Lifecore Biomedical, Inc. (NASDAQ:LFCR) is a company involved in the development and manufacturing of biomaterials and medical devices. On January 8, 2025, Josephs Paul, the CEO and director, purchased 17,000 shares of LFCR at $5.74 per share. This acquisition increased his total holdings to 559,717 shares, indicating his confidence in the company's future.

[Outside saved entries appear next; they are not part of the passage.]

//! Approximate income statement, balance sheet and cash-flow tables.
//!
//! The ratios are illustrative placeholders rather than accounting-derived
//! figures. Which variant applies is chosen by the scenario's
//! [`StatementPolicy`](plan_core::StatementPolicy).

use crate::projection::YearSeries;
use plan_core::{BalanceSheetPolicy, CashFlowPolicy, DepreciationPolicy, ScenarioConfig};
use rust_decimal::Decimal;
use serde::{Deserialize, Serialize};
use tracing::debug;

const OPERATING_EXPENSE_RATIO: Decimal = Decimal::from_parts(20, 0, 0, false, 2);
const DEPRECIATION_RATIO: Decimal = Decimal::from_parts(5, 0, 0, false, 2);
const ASSET_RATIO: Decimal = Decimal::from_parts(6, 0, 0, false, 1);
const LIABILITY_RATIO: Decimal = Decimal::from_parts(3, 0, 0, false, 1);
const EQUITY_RATIO: Decimal = Decimal::from_parts(3, 0, 0, false, 1);
const OPERATING_CF_RATIO: Decimal = Decimal::from_parts(8, 0, 0, false, 1);
const INVESTING_CF_RATIO: Decimal = Decimal::from_parts(2, 0, 0, true, 1);
const FINANCING_CF_RATIO: Decimal = Decimal::from_parts(1, 0, 0, false, 1);
/// Operating cash retained from EBITDA when equipment drives the statements.
const FINANCED_OPERATING_CF_RATIO: Decimal = Decimal::from_parts(9, 0, 0, false, 1);

#[derive(Clone, Debug, PartialEq, Serialize, Deserialize)]
pub struct IncomeRow {
    pub year: i32,
    pub revenue: Decimal,
    pub cogs: Decimal,
    pub gross_profit: Decimal,
    pub operating_expenses: Decimal,
    pub ebitda: Decimal,
    pub depreciation: Decimal,
    pub ebit: Decimal,
    pub net_income: Decimal,
}

#[derive(Clone, Debug, PartialEq, Serialize, Deserialize)]
pub struct BalanceRow {
    pub year: i32,
    pub assets: Decimal,
    pub liabilities: Decimal,
    pub equity: Decimal,
}

#[derive(Clone, Debug, PartialEq, Serialize, Deserialize)]
pub struct CashFlowRow {
    pub year: i32,
    pub operating: Decimal,
    pub investing: Decimal,
    pub financing: Decimal,
}

/// Three parallel per-year tables.
#[derive(Clone, Debug, Default, PartialEq, Serialize, Deserialize)]
pub struct DerivedStatements {
    pub income: Vec<IncomeRow>,
    pub balance_sheet: Vec<BalanceRow>,
    pub cash_flow: Vec<CashFlowRow>,
}

/// Derive statements from a projected series under the configured policy,
/// tax rate, debt ratio and interest rate.
///
/// Arithmetic saturates, so a series already pinned at `Decimal::MAX` yields
/// pinned rows rather than overflowing.
pub fn build_statements(series: &YearSeries, config: &ScenarioConfig) -> DerivedStatements {
    let policy = config.policy;
    let capital = &series.capital;

    let straight_line =
        straight_line_charge(capital.total_equipment_cost, capital.average_useful_life);
    let after_tax = Decimal::ONE.saturating_sub(config.tax_rate);

    let income: Vec<IncomeRow> = series
        .points
        .iter()
        .map(|p| {
            let gross_profit = p.revenue.saturating_sub(p.cost);
            let operating_expenses = p.cost.saturating_mul(OPERATING_EXPENSE_RATIO);
            let ebitda = gross_profit.saturating_sub(operating_expenses);
            let depreciation = match policy.depreciation {
                DepreciationPolicy::CostRatio => p.cost.saturating_mul(DEPRECIATION_RATIO),
                DepreciationPolicy::StraightLine => straight_line,
            };
            let ebit = ebitda.saturating_sub(depreciation);
            IncomeRow {
                year: p.year,
                revenue: p.revenue,
                cogs: p.cost,
                gross_profit,
                operating_expenses,
                ebitda,
                depreciation,
                ebit,
                net_income: ebit.saturating_mul(after_tax),
            }
        })
        .collect();

    let financed_debt = capital.total_equipment_cost.saturating_mul(config.debt_ratio);
    let mut cumulative_profit = Decimal::ZERO;
    let balance_sheet = series
        .points
        .iter()
        .map(|p| match policy.balance_sheet {
            BalanceSheetPolicy::RevenueRatio => BalanceRow {
                year: p.year,
                assets: p.revenue.saturating_mul(ASSET_RATIO),
                liabilities: p.revenue.saturating_mul(LIABILITY_RATIO),
                equity: p.revenue.saturating_mul(EQUITY_RATIO),
            },
            BalanceSheetPolicy::Cumulative => {
                cumulative_profit =
                    cumulative_profit.saturating_add(p.revenue.saturating_sub(p.cost));
                let assets = capital.total_equipment_cost.saturating_add(cumulative_profit);
                BalanceRow {
                    year: p.year,
                    assets,
                    liabilities: financed_debt,
                    equity: assets.saturating_sub(financed_debt),
                }
            }
        })
        .collect();

    let interest = financed_debt.saturating_mul(config.interest_rate);
    let cash_flow = income
        .iter()
        .enumerate()
        .map(|(i, row)| match policy.cash_flow {
            CashFlowPolicy::EbitdaRatio => CashFlowRow {
                year: row.year,
                operating: row.ebitda.saturating_mul(OPERATING_CF_RATIO),
                investing: row.ebitda.saturating_mul(INVESTING_CF_RATIO),
                financing: row.ebitda.saturating_mul(FINANCING_CF_RATIO),
            },
            CashFlowPolicy::EquipmentFinanced => CashFlowRow {
                year: row.year,
                operating: row.ebitda.saturating_mul(FINANCED_OPERATING_CF_RATIO),
                investing: if i == 0 {
                    -capital.total_equipment_cost
                } else {
                    Decimal::ZERO
                },
                financing: interest,
            },
        })
        .collect();

    debug!(years = series.len(), ?policy, "built derived statements");
    DerivedStatements {
        income,
        balance_sheet,
        cash_flow,
    }
}

/// Annual straight-line charge; lives shorter than one year count as one.
fn straight_line_charge(total_cost: Decimal, average_life: Option<Decimal>) -> Decimal {
    match average_life {
        Some(life) => total_cost / life.max(Decimal::ONE),
        None => Decimal::ZERO,
    }
}

#[cfg(test)]
mod tests {
    use super::*;
    use crate::projection::project;
    use plan_core::{CostDrivers, Equipment, Product, StatementPolicy};
    use proptest::prelude::*;

    fn reference_series() -> YearSeries {
        let equipment = vec![
            Equipment {
                name: "CNC Mill".to_string(),
                cost: Decimal::new(500_000, 0),
                useful_life: 10,
                max_capacity: 10_000,
                financing: None,
            },
            Equipment {
                name: "Lathe".to_string(),
                cost: Decimal::new(100_000, 0),
                useful_life: 5,
                max_capacity: 2_000,
                financing: None,
            },
        ];
        let products = vec![Product {
            name: "Widget".to_string(),
            initial_units: 1000,
            unit_price: Decimal::new(100, 0),
            unit_cost: Some(Decimal::new(50, 0)),
            growth_rate: Decimal::new(10, 2),
            cost_driver: None,
        }];
        project(&equipment, &products, &CostDrivers::new(), 2025, 5)
    }

    #[test]
    fn ratio_policy_first_year() {
        let s = build_statements(&reference_series(), &ScenarioConfig::default());
        let inc = &s.income[0];
        assert_eq!(inc.gross_profit, Decimal::new(50_000, 0));
        assert_eq!(inc.operating_expenses, Decimal::new(10_000, 0));
        assert_eq!(inc.ebitda, Decimal::new(40_000, 0));
        assert_eq!(inc.depreciation, Decimal::new(2_500, 0));
        assert_eq!(inc.ebit, Decimal::new(37_500, 0));
        assert_eq!(inc.net_income, Decimal::new(28_125, 0));

        let bs = &s.balance_sheet[0];
        assert_eq!(bs.assets, Decimal::new(60_000, 0));
        assert_eq!(bs.liabilities, Decimal::new(30_000, 0));
        assert_eq!(bs.equity, Decimal::new(30_000, 0));

        let cf = &s.cash_flow[0];
        assert_eq!(cf.operating, Decimal::new(32_000, 0));
        assert_eq!(cf.investing, Decimal::new(-8_000, 0));
        assert_eq!(cf.financing, Decimal::new(4_000, 0));
    }

    #[test]
    fn equipment_financed_policy() {
        let config = ScenarioConfig {
            policy: StatementPolicy::equipment_financed(),
            ..ScenarioConfig::default()
        };
        let s = build_statements(&reference_series(), &config);

        // 600k over an average life of 7.5 years
        for row in &s.income {
            assert_eq!(row.depreciation, Decimal::new(80_000, 0));
        }
        assert_eq!(s.income[0].ebit, Decimal::new(-40_000, 0));

        assert_eq!(s.balance_sheet[0].assets, Decimal::new(650_000, 0));
        // 650k + (110k - 55k)
        assert_eq!(s.balance_sheet[1].assets, Decimal::new(705_000, 0));
        for row in &s.balance_sheet {
            assert_eq!(row.liabilities, Decimal::new(300_000, 0));
            assert_eq!(row.equity, row.assets - row.liabilities);
        }

        assert_eq!(s.cash_flow[0].investing, Decimal::new(-600_000, 0));
        assert!(s.cash_flow[1..].iter().all(|r| r.investing.is_zero()));
        assert!(s
            .cash_flow
            .iter()
            .all(|r| r.financing == Decimal::new(30_000, 0)));
        assert_eq!(s.cash_flow[0].operating, Decimal::new(36_000, 0));
    }

    #[test]
    fn policies_can_be_mixed() {
        let config = ScenarioConfig {
            policy: StatementPolicy {
                depreciation: DepreciationPolicy::StraightLine,
                ..StatementPolicy::ratio()
            },
            ..ScenarioConfig::default()
        };
        let s = build_statements(&reference_series(), &config);
        assert_eq!(s.income[0].depreciation, Decimal::new(80_000, 0));
        assert_eq!(s.balance_sheet[0].assets, Decimal::new(60_000, 0));
    }

    #[test]
    fn straight_line_without_equipment_is_zero() {
        let mut series = reference_series();
        series.capital = Default::default();
        let config = ScenarioConfig {
            policy: StatementPolicy::equipment_financed(),
            ..ScenarioConfig::default()
        };
        let s = build_statements(&series, &config);
        assert!(s.income.iter().all(|r| r.depreciation.is_zero()));
        assert!(s.cash_flow.iter().all(|r| r.financing.is_zero()));
    }

    fn saturated_series() -> YearSeries {
        let mut series = reference_series();
        let products = vec![Product {
            name: "Ingot".to_string(),
            initial_units: 10_000_000_000_000_000_000,
            unit_price: Decimal::new(10_000_000_000, 0),
            unit_cost: Some(Decimal::ONE),
            growth_rate: Decimal::ONE,
            cost_driver: None,
        }];
        let projected = project(&[], &products, &CostDrivers::new(), 2025, 5);
        series.points = projected.points;
        series.product_revenue = projected.product_revenue;
        series
    }

    #[test]
    fn saturated_revenue_pins_statements() {
        let series = saturated_series();
        assert!(series.revenue().iter().all(|r| *r == Decimal::MAX));

        let ratio = build_statements(&series, &ScenarioConfig::default());
        assert_eq!(ratio.income.len(), 5);

        let config = ScenarioConfig {
            policy: StatementPolicy::equipment_financed(),
            ..ScenarioConfig::default()
        };
        let s = build_statements(&series, &config);
        let last = &s.balance_sheet[4];
        assert_eq!(last.assets, Decimal::MAX);
        assert_eq!(last.equity, Decimal::MAX - Decimal::new(300_000, 0));
    }

    #[test]
    fn empty_series_gives_empty_tables() {
        let s = build_statements(&YearSeries::default(), &ScenarioConfig::default());
        assert_eq!(s, DerivedStatements::default());
    }

    proptest! {
        #[test]
        fn tables_stay_parallel(years in 0u32..12, financed in any::<bool>()) {
            let mut series = reference_series();
            series.points.truncate(years.min(5) as usize);
            let config = ScenarioConfig {
                policy: if financed { StatementPolicy::equipment_financed() } else { StatementPolicy::ratio() },
                ..ScenarioConfig::default()
            };
            let s = build_statements(&series, &config);
            prop_assert_eq!(s.income.len(), series.len());
            prop_assert_eq!(s.balance_sheet.len(), series.len());
            prop_assert_eq!(s.cash_flow.len(), series.len());
            for row in &s.income {
                prop_assert_eq!(row.net_income, row.ebit * Decimal::new(75, 2));
            }
        }
    }
}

Despite this insider purchase, LFCR is currently under investigation by Bronstein, Gewirtz & Grossman, LLC. The firm is examining potential claims related to the company's securities, focusing on investors who bought shares before October 7, 2020. This investigation could impact investor sentiment and the company's stock performance.
LFCR's stock price on NASDAQ is $5.80, showing a slight decrease of 1.86% or $0.11. The stock has fluctuated between $5.65 and $5.97 today. Over the past year, it has seen a high of $8.90 and a low of $3.68, reflecting significant volatility in its market performance.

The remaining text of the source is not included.